The solar energy sector: suckling from the filthy teets of Uncle Sam

According to TPM the "clean energy" sector is booming.

(Exactly what constitutes "Clean energy" is debatable. In recent years every business from the head shop on the corner to BP has tried to characterize itself as "clean," but in this article the concentration is on "solar.")

Author Joel Shurkin notes increased employment in the solar industry and that proportional to the rest of the energy industry, solar is adding more jobs than any other energy source. Additionally, solar companies are active in all 50 states.

Ordinarily news of a growing industry, increasing profits, and demand for employees is laudable.

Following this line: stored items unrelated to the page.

//! `QueryEncoder`: one entry point for every query modality.

use std::{future::Future, pin::Pin, sync::Arc};

use bytes::Bytes;
use tokio::task;
use tracing::{debug, info, instrument};

use crate::config::EncoderConfig;
use crate::errors::EncodeError;
use crate::fetch::ImageFetcher;
use crate::model::{ClipModel, Projection};
use crate::preprocess::{PreprocessConfig, decode_image};
use crate::query::{EmbeddingVector, Query};

/// Asynchronous query encoder.
///
/// Async because URL queries perform network I/O and inference is moved off
/// the request thread.
pub trait QueryEncoder: Send + Sync {
    fn encode<'a>(
        &'a self,
        query: &'a Query,
    ) -> Pin<Box<dyn Future<Output = Result<EmbeddingVector, EncodeError>> + Send + 'a>>;
}

/// Production encoder over a [`Projection`] (normally [`ClipModel`]).
pub struct ClipEncoder<P: Projection> {
    projection: Arc<P>,
    preprocess: PreprocessConfig,
    fetcher: ImageFetcher,
    expected_dim: Option<usize>,
}

impl ClipEncoder<ClipModel> {
    /// Loads the ONNX model described by `cfg` and wires the fetcher.
    ///
    /// Blocking; call once at startup.
    pub fn from_config(cfg: &EncoderConfig) -> Result<Self, EncodeError> {
        cfg.validate()?;
        let model = ClipModel::load(cfg)?;
        info!(model = model.model_id(), dim = ?cfg.expected_dim, "clip_encoder: ready");
        let preprocess = model.preprocess_config().clone();
        let fetcher = ImageFetcher::new(cfg.fetch_timeout, cfg.fetch_max_bytes)?;
        Ok(Self::new(model, preprocess, fetcher, cfg.expected_dim))
    }
}

impl<P: Projection> ClipEncoder<P> {
    pub fn new(
        projection: P,
        preprocess: PreprocessConfig,
        fetcher: ImageFetcher,
        expected_dim: Option<usize>,
    ) -> Self {
        Self {
            projection: Arc::new(projection),
            preprocess,
            fetcher,
            expected_dim,
        }
    }

    async fn encode_text(&self, text: &str) -> Result<EmbeddingVector, EncodeError> {
        if text.trim().is_empty() {
            return Err(EncodeError::InvalidInput("query text is empty".into()));
        }

        let projection = Arc::clone(&self.projection);
        let text = text.to_owned();
        let v = task::spawn_blocking(move || projection.embed_text(&text))
            .await
            .map_err(|e| EncodeError::Inference(format!("text worker failed: {e}")))??;

        self.check_dim(v)
    }

    async fn encode_image(&self, bytes: Bytes) -> Result<EmbeddingVector, EncodeError> {
        let projection = Arc::clone(&self.projection);
        let preprocess = self.preprocess.clone();
        let v = task::spawn_blocking(move || {
            let image = decode_image(&bytes)?;
            let pixels = preprocess.pixel_values(&image);
            projection.embed_pixels(pixels)
        })
        .await
        .map_err(|e| EncodeError::Inference(format!("image worker failed: {e}")))??;

        self.check_dim(v)
    }

    fn check_dim(&self, v: EmbeddingVector) -> Result<EmbeddingVector, EncodeError> {
        match self.expected_dim {
            Some(want) if v.len() != want => Err(EncodeError::DimensionMismatch {
                got: v.len(),
                want,
            }),
            _ => Ok(v),
        }
    }
}

impl<P: Projection> QueryEncoder for ClipEncoder<P> {
    fn encode<'a>(
        &'a self,
        query: &'a Query,
    ) -> Pin<Box<dyn Future<Output = Result<EmbeddingVector, EncodeError>> + Send + 'a>> {
        Box::pin(self.encode_query(query))
    }
}

impl<P: Projection> ClipEncoder<P> {
    #[instrument(skip_all, fields(modality = query.modality()))]
    async fn encode_query(&self, query: &Query) -> Result<EmbeddingVector, EncodeError> {
        let v = match query {
            Query::Text(text) => self.encode_text(text).await?,
            Query::ImageBlob(bytes) => self.encode_image(bytes.clone()).await?,
            Query::ImageUrl(url) => {
                let bytes = self.fetcher.fetch(url).await?;
                self.encode_image(bytes).await?
            }
        };
        debug!(dim = v.len(), "encode: done");
        Ok(v)
    }
}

But only when that growth is organic.

Unfortunately, solar companies are growing because of massive federal subsidies. You do not have to take my word for it. The proof is right in the text of the article, which cites a study from the solar lobbying group, the Solar Energy Industries Association:

"Solar's robust growth in the past years has been the result of a very favorable combination of new, innovative business models, affordability for consumers, rapidly decreasing manufacturing costs and most importantly a strong commitment from the Obama administration and other policymakers in Washington,"

Ahhh! Gotcha!

So even the solar industry's own lobbying group admits that the growth of solar is not because market demand is driving the industry, but rather the artificial impetus of federal money is pumping up the sector.

Why would solar lobbyists be so frank?

Well, because our level of fiscal ineptitude has reached such stupidity in Washington, that most people now buy into the reasoning "if federal funds grew the industry so far, even more funds will make it grow faster."

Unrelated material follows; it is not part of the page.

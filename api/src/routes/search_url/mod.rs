pub mod search_url_request;
pub mod search_url_route;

What needs to be realized though is that this is artificial growth. Of course the solar industry is going to expand if the government dumps money into it. Tomorrow the USG could announce a multi-billion dollar program to develop the world's largest water slide. The next day you would have companies around the country falling all over themselves to hire hydrologists, engineers, and teenage lifeguards.

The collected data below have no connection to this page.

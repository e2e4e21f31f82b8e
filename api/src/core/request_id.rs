//! `X-Request-Id` propagation.
//!
//! Incoming ids are kept; missing ones are generated as `req-<unix nanos>`.
//! The id is stored in request extensions for handlers and echoed on the
//! response.

use axum::{
    body::Body,
    extract::FromRequestParts,
    http::{HeaderValue, Request, request::Parts},
    middleware::Next,
    response::Response,
};
use chrono::Utc;
use std::convert::Infallible;

pub const REQUEST_ID_HEADER: &str = "x-request-id";

/// Request id of the current request.
#[derive(Clone, Debug)]
pub struct RequestId(pub String);

impl std::fmt::Display for RequestId {
    fn fmt(&self, f: &mut std::fmt::Formatter<'_>) -> std::fmt::Result {
        f.write_str(&self.0)
    }
}

impl<S: Send + Sync> FromRequestParts<S> for RequestId {
    type Rejection = Infallible;

    async fn from_request_parts(parts: &mut Parts, _state: &S) -> Result<Self, Self::Rejection> {
        Ok(parts
            .extensions
            .get::<RequestId>()
            .cloned()
            .unwrap_or_else(|| RequestId("-".into())))
    }
}

fn generate() -> String {
    let nanos = Utc::now()
        .timestamp_nanos_opt()
        .unwrap_or_else(|| Utc::now().timestamp_micros() * 1000);
    format!("req-{nanos}")
}

pub async fn propagate_request_id(mut req: Request<Body>, next: Next) -> Response {
    let id = req
        .headers()
        .get(REQUEST_ID_HEADER)
        .and_then(|h| h.to_str().ok())
        .map(str::trim)
        .filter(|v| !v.is_empty())
        .map(str::to_string)
        .unwrap_or_else(generate);

    req.extensions_mut().insert(RequestId(id.clone()));
    let mut res = next.run(req).await;
    if let Ok(v) = HeaderValue::from_str(&id) {
        res.headers_mut().insert(REQUEST_ID_HEADER, v);
    }
    res
}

Real growth is driven by actual market demand. USG interference is a market aberration which creates a false demand and house of cards industry.

A separate solar monitoring group, The Solar Foundation, notes:

Some of the stimulus is coming from government contracts.

The Department of Veterans Affairs will install solar panels at five VA hospitals and already has awarded $78 million in contracts; the Department of Energy has loan guarantees for solar projects which alone would create 26,000 jobs; the Department of the Interior has approved permits for projects which will power more than 730,000 homes, and the Department of Agriculture is now providing benefits for ranchers and farmers go to solar.


None of this information tells us if the purchase of such solar systems was a rational decision or not. Maybe it would have been cheaper for the USG to purchase diesel generators rather than solar (which is likely since once the subsidies are removed from solar is is simply more expensive than fossil fuels).

Even if longterm solar becomes competitive with oil, coal, and all the other things which work but people hate- do not credit the USG for its success. Might it not have been more efficient for the USG to get out of the way to begin with? What sort of industry has it created? One which looks to Washington for growth and to a lobbying group for capital infusions. That sort of nation-state centered approach to capitalism is not capitalism, its corporatism.

And yes, big oil, as well as virtually every other major industry in the country, is in bed with the idea. Ironically, it is the largest firms on Wall Street and the most massive oil companies in Houston who are curtseying about the Capital trying to attract subsidies, tax breaks, and regulation to squash their competitors. It used to be to succeed in business you needed to be lucky or capable, now you need a good lobbyist.

One might make the argument that USG subsidies encourage ignored industries which might not ever develop absent government assistance. Nonsense. Why is some bureaucrat in Washington the great arbitrator of what path to take for what business? Maybe there is a superior, even "cleaner" form of alternative energy being developed in some small business, someplace out in America by some young entrepreneur. But not having a lobbying association, that business person would be a fool to pursue the more attractive energy innovation when they could just start collecting federal subsidies to work in the solar sector. Ironically then, federal subsidies are un-democratic. They squash competition and limit our ability to find new and better solutions.

Central economic planning is not just ineffective, it is inefficient. In addition to the fact that DC bureaucrats are not generally great at directing the market, when they take resources away from the rest of the population to subsidize a select group, they are hurting countless other efforts at innovation.

What is ultimately at the root of everyone's zealousness to applaud the success of "clean energy" is the idea that government can just create and give money away. The USG has no wealth of its own. It can only tax (take money from you now), borrow (take money from your kids), or print (take money from you in a few months via inflation) to generate revenue.

Rejecting that simple proposition means that in order to create full employment, the USG need simply hire everyone and send them all paychecks. The Soviets tried that, and solar energy. Neither worked.